Jane Grigson's Fish Book - Jane Grigson [85]
It does occur to me that since halibut has a tendency to dryness and loses all its spirit if overcooked, the arrival of gas cookers and their controllable heat must have made it much easier to serve up properly done fish. I remember as a child that we had both a kitchen range and a new gas cooker, and this suddenly made finicky cooking much easier.
Our halibut in Britain comes mainly from the great sandy seabed between Norway and Scotland. There is also an immense fishery off the Pacific coast of Canada and the United States, both of the Pacific halibut and the more common California halibut. All three have a similar sweetly mild and close flesh, though the California halibut is not quite as good as the Pacific kind. Nowadays, of course, the fishing is organized in a starkly efficient manner. In the last century, though, the Red Indians would go out by the hundred in their canoes, 19 km (12 miles) offshore, and catch these immense creatures with their hooks of Douglas pine or yew, and lines of dried seaweed and deer sinew. When the fish bit on the trailing lines, they would pull them in and spear them, and drag them into the canoes. In a high sea, inflated seal skins, turned inside-out and painted, were fixed to each side of the canoes to keep them buoyant with their heavy loads.
Alan Davidson in his North Atlantic Seafood reproduces a small engraving from the end of the last century that shows a rather similar style. Two men in a dory that sits low on the water are ‘hauling the trawl, gaffing and clubbing the halibut’. In the background is a similar dory and the halibut schooner to which they will take back their load. He also gives a recipe for an Icelandic halibut soup, thickened with a little flour and butter, sharpened with vinegar and lemon, and enlivened with prunes or rhubarb. Which reminds me to say that grilled halibut tastes splendid with butter flavoured with orange or lime juice.
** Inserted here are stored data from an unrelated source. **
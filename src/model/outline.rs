//! Outline types produced in single-document mode.

use serde::{Deserialize, Serialize};
use std::fmt;

/// Hierarchical heading level.
#[derive(Debug, Clone, Copy, PartialEq, Eq, Hash, PartialOrd, Ord, Serialize, Deserialize)]
pub enum HeadingLevel {
    H1,
    H2,
    H3,
    H4,
}

impl HeadingLevel {
    /// Level from a 1-based depth; anything deeper than 4 collapses to H4.
    pub fn from_depth(depth: usize) -> Self {
        match depth {
            0 | 1 => HeadingLevel::H1,
            2 => HeadingLevel::H2,
            3 => HeadingLevel::H3,
            _ => HeadingLevel::H4,
        }
    }

    /// 1-based depth of this level.
    pub fn depth(self) -> u8 {
        match self {
            HeadingLevel::H1 => 1,
            HeadingLevel::H2 => 2,
            HeadingLevel::H3 => 3,
            HeadingLevel::H4 => 4,
        }
    }
}

impl fmt::Display for HeadingLevel {
    fn fmt(&self, f: &mut fmt::Formatter<'_>) -> fmt::Result {
        write!(f, "H{}", self.depth())
    }
}

/// A single heading in the outline.
#[derive(Debug, Clone, PartialEq, Eq, Serialize, Deserialize)]
pub struct OutlineEntry {
    /// Heading level
    pub level: HeadingLevel,

    /// Heading text, always ending in one trailing space
    pub text: String,

    /// Page number (1-indexed; 0 for the flyer fallback entry)
    pub page: u32,
}

impl OutlineEntry {
    /// Create an entry, padding the text with a trailing space if needed.
    pub fn new(level: HeadingLevel, text: impl Into<String>, page: u32) -> Self {
        let mut text = text.into();
        if !text.ends_with(' ') {
            text.push(' ');
        }
        Self { level, text, page }
    }
}

/// Title and outline of one document.
#[derive(Debug, Clone, Default, PartialEq, Eq, Serialize, Deserialize)]
pub struct DocumentOutline {
    /// Document title (trailing space unless empty)
    pub title: String,

    /// Headings in document order
    pub outline: Vec<OutlineEntry>,
}

impl DocumentOutline {
    /// Create an outline.
    pub fn new(title: impl Into<String>, outline: Vec<OutlineEntry>) -> Self {
        Self {
            title: title.into(),
            outline,
        }
    }

    /// The empty result used for unreadable or empty documents.
    pub fn empty() -> Self {
        Self::default()
    }

    /// Check if neither a title nor headings were found.
    pub fn is_empty(&self) -> bool {
        self.title.is_empty() && self.outline.is_empty()
    }
}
HOW TO CHOOSE AND PREPARE HALIBUT
Properly fresh halibut – frozen is decidedly second best, though passable – has a look of bright juicy whiteness. Steaks vary enormously in size according to the halibut: the biggest I have seen weighed about 1 kg (2 lb) and was nearly 2½ cm (1 inch) thick, a giant slice cut right across. If one ever had the chance of buying from one of the rare enormous halibut one reads about, I cannot quite imagine how large across it would be. In any case, recipes are easy enough to adapt, as it is the thickness of any piece of fish that dictates cooking time, not its weight or surface area.
In California, they sometimes sell halibut in long fillet strips known as flitches, cut parallel to the backbone. This seems to have been a Victorian practice in England since there were special flitching knives made for cutting halibut. They are featured in the 1884 supplement to Knight’s Practical Dictionary of Mechanics, but not in the original publication of 1874–77. This fact, plus the sudden increase in halibut recipes in books of the 1880s, date the rise of its coming into favour. Perhaps the practice still continues somewhere.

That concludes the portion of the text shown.